It’s always a great feeling when a musician you love matures along with you. Before forming City Center, indie vet Fred Thomas fronted lo-fi, twee-pop band Saturday Looks Good to Me, whose vintage anthems and poetic lyrics (you spent so much time typing/ that you forgot how to write letters) really SPOKE to a teenaged me. (They even toured with Saves the Day my senior year of high school, who were like, my favorite band ever.)
But by 2008, the band was starting to fizzle, and Thomas—always persistent—starting writing and recording on his own, releasing songs and cassettes under the moniker “City Center”—named after the many signs bearing the phrase spotted while touring Europe. Soon after, he joined forces with former SLGTM bandmate Ryan Howard, and together they released City Center, a dreamy record of wispy soundscapes and sparkling melodies that went mostly overlooked by the greater music world.
Luckily for all, Thomas was never in it for the fame, and soon after Center dropped, the band was hard at work on a new crop of songs. These songs eventually became Redeemer, a beautiful collection of amorphous pop nuggets and gauzy explorations, released this Tuesday on K Records.
Existing somewhere between the hazy etherealism of Grouper, the exuberant sound collages of Animal Collective or Panda Bear, and of course, the gentle sentimentality of SLGTM—Redeemer is music for summer mornings at the beach, aimless walks in the park, or low-key hang sessions with friends. Songs are dreamy, encompassing and littered with pop flourishes—although never so much that you’d pick them out as pop tunes; it’s more like beautiful experimentation.
Opener “Puppers” begins with the sound of rushing water and woozy guitars; as it continues, it expands, morphing finally into a hazy mass of shimmering guitars and teeming layers. “Obvious” and “Modern Love” are both as close to real pop songs as we get, with reverb-drenched disco beats and cheery major chords, respectively. Elsewhere, “Cookies” is wistful, noisy, and murky, with surprisingly angst-y lyrics about youth and memory—while “Thaw” rambles along with twang-y post-punk fervor. And although the sound shifts considerably throughout, Redeemer, as a whole, feel remarkably cohesive.

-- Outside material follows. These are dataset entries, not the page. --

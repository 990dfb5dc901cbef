//! Remote mutations issued through the engine and their mirrored outcome.

use znode_mirror::CoordinationClient;
use znode_mirror::CreateMode;
use znode_mirror::Error;
use znode_mirror::MemoryNamespace;
use znode_mirror::Result;

use crate::common::adds;
use crate::common::TestMirror;

#[tokio::test]
async fn test_prune_returns_nearest_ancestor_with_children() -> Result<()> {
    let namespace = MemoryNamespace::new();
    let mut mirror = TestMirror::started(&namespace).await?;
    mirror.engine.create_persistent("/base/test/1/2/3").await?;
    mirror.engine.create_persistent("/base/1").await?;
    mirror.expect(6).await;

    assert_eq!(mirror.engine.prune("/base/test/1/2/3").await?, "/base");

    mirror.expect(4).await;
    let remaining: Vec<String> = namespace
        .paths()
        .into_iter()
        .filter(|p| p.starts_with("/base"))
        .collect();
    assert_eq!(remaining, vec!["/base", "/base/1"]);
    assert!(!mirror.engine.contains("/base/test"));
    Ok(())
}

#[tokio::test]
async fn test_trim_removes_children_only() -> Result<()> {
    let namespace = MemoryNamespace::new();
    let mut mirror = TestMirror::started(&namespace).await?;
    for path in ["/trim/a", "/trim/b/deep", "/trim/c"] {
        mirror.engine.create_persistent(path).await?;
    }
    mirror.expect(5).await;

    mirror.engine.trim("/trim").await?;
    mirror.expect(4).await;

    assert!(mirror.engine.contains("/trim"));
    assert!(mirror.engine.get_children("/trim")?.is_empty());

    let (reader, _) = namespace.connect();
    let stat = reader.exists("/trim", false).await?.expect("trimmed node must stay");
    assert_eq!(stat.num_children, 0);
    Ok(())
}

#[tokio::test]
async fn test_sequential_creates_get_increasing_suffixes() -> Result<()> {
    let namespace = MemoryNamespace::new();
    let mut mirror = TestMirror::started(&namespace).await?;

    let first = mirror
        .engine
        .create_with_data("/queue/item-", b"", CreateMode::PersistentSequential)
        .await?;
    let second = mirror
        .engine
        .create_with_data("/queue/item-", b"", CreateMode::PersistentSequential)
        .await?;
    assert_eq!(first.as_deref(), Some("/queue/item-0000000000"));
    assert_eq!(second.as_deref(), Some("/queue/item-0000000001"));

    mirror.expect(3).await;
    assert_eq!(
        mirror.engine.get_children("/queue")?,
        vec!["item-0000000000", "item-0000000001"]
    );
    assert!(!namespace.paths().contains("/queue/item-"));
    Ok(())
}

#[tokio::test]
async fn test_ephemeral_sequential_nodes_are_numbered_and_owned() -> Result<()> {
    let namespace = MemoryNamespace::new();
    let mut mirror = TestMirror::started(&namespace).await?;

    let first = mirror
        .engine
        .create_with_data("/workers/pool/member-", b"a", CreateMode::EphemeralSequential)
        .await?;
    let second = mirror
        .engine
        .create_with_data("/workers/pool/member-", b"b", CreateMode::EphemeralSequential)
        .await?;
    assert_eq!(first.as_deref(), Some("/workers/pool/member-0000000000"));
    assert_eq!(second.as_deref(), Some("/workers/pool/member-0000000001"));

    // Two persistent ancestors, then both members
    mirror.expect(4).await;
    assert!(!namespace.paths().contains("/workers/pool/member-"));

    let owner = mirror.session_id();
    assert_ne!(owner, 0);
    for member in ["/workers/pool/member-0000000000", "/workers/pool/member-0000000001"] {
        assert_eq!(mirror.engine.get_stat(member)?.ephemeral_owner, owner);
    }
    assert_eq!(mirror.engine.get_data("/workers/pool/member-0000000001")?, "b");
    assert_eq!(mirror.engine.get_stat("/workers")?.ephemeral_owner, 0);
    assert_eq!(mirror.engine.get_stat("/workers/pool")?.ephemeral_owner, 0);
    Ok(())
}

#[tokio::test]
async fn test_ephemeral_nodes_carry_their_owner() -> Result<()> {
    let namespace = MemoryNamespace::new();
    let mut mirror = TestMirror::started(&namespace).await?;

    mirror.engine.create("/owned/ephemeral", CreateMode::Ephemeral).await?;
    mirror.engine.create("/owned/persistent", CreateMode::Persistent).await?;
    assert_eq!(
        mirror.expect(3).await,
        adds(&["/owned", "/owned/ephemeral", "/owned/persistent"])
    );

    let ephemeral = mirror.engine.get_stat("/owned/ephemeral")?;
    assert_ne!(ephemeral.ephemeral_owner, 0);
    assert_eq!(ephemeral.ephemeral_owner, mirror.session_id());
    assert_eq!(mirror.engine.get_stat("/owned/persistent")?.ephemeral_owner, 0);
    assert_eq!(mirror.engine.get_stat("/owned")?.ephemeral_owner, 0);
    Ok(())
}

#[tokio::test]
async fn test_duplicate_create_is_a_no_op() -> Result<()> {
    let namespace = MemoryNamespace::new();
    let mut mirror = TestMirror::started(&namespace).await?;

    assert!(mirror.engine.create_persistent("/once").await?);
    assert!(!mirror.engine.create_persistent("/once").await?);
    assert!(!mirror.engine.create("/once", CreateMode::Ephemeral).await?);

    assert_eq!(mirror.expect(1).await, adds(&["/once"]));
    mirror.expect_quiet().await;
    Ok(())
}

#[tokio::test]
async fn test_stale_version_is_rejected() -> Result<()> {
    let namespace = MemoryNamespace::new();
    let mut mirror = TestMirror::started(&namespace).await?;
    mirror.engine.create_persistent("/cas").await?;
    mirror.expect(1).await;
    mirror.engine.set_data("/cas", 0, "a").await?;

    let result = mirror.engine.set_data("/cas", 0, "b").await;
    assert!(
        matches!(result, Err(Error::VersionConflict { expected: 0, actual: 1, .. })),
        "{result:?}"
    );

    mirror.expect(1).await;
    assert_eq!(mirror.engine.get_data("/cas")?, "a");
    Ok(())
}

#[tokio::test]
async fn test_unknown_paths_are_not_found() -> Result<()> {
    let namespace = MemoryNamespace::new();
    let mirror = TestMirror::started(&namespace).await?;

    assert!(matches!(mirror.engine.get_data("/nowhere"), Err(Error::NotFound(_))));
    assert!(matches!(mirror.engine.get_stat("/nowhere"), Err(Error::NotFound(_))));
    assert!(matches!(mirror.engine.get_children("/nowhere"), Err(Error::NotFound(_))));
    assert!(matches!(
        mirror.engine.set_data("/nowhere", -1, "x").await,
        Err(Error::NotFound(_))
    ));
    assert!(matches!(mirror.engine.delete("/nowhere").await, Err(Error::NotFound(_))));
    Ok(())
}

#[tokio::test]
async fn test_ephemeral_parent_cannot_have_children() -> Result<()> {
    let namespace = MemoryNamespace::new();
    let mirror = TestMirror::started(&namespace).await?;
    mirror.engine.create("/lease", CreateMode::Ephemeral).await?;

    let result = mirror.engine.create_persistent("/lease/child").await;
    assert!(matches!(result, Err(Error::Remote(_))), "{result:?}");
    Ok(())
}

The album ends with the gorgeous, amorphous “Teardrop Children,” a 6-and-a-half minute foray into airy atmospherics and aching lyrics about the challenges of youth and growing up.
“I grew up in suburban Michigan…as a kid, there is this overwhelming boredom with the lack of anything targeted at you,” explains Howard in an interview with Vol. 1 Brooklyn. “You can’t drive, you’re not taken seriously, so you end up going off on this weird, alternative trajectory of exploring and exploiting—you go to Subway, for example, to skateboard, not to eat; you go to Starbucks not for the coffee, but because there’s a great spot behind it to do drugs or make out or whatever. That kind of “alternative reality” of the teen years—in all its beauty as much as in its stupidity and mistakes—informed the record in a big way.”
Scoop up Redeemer at K Records.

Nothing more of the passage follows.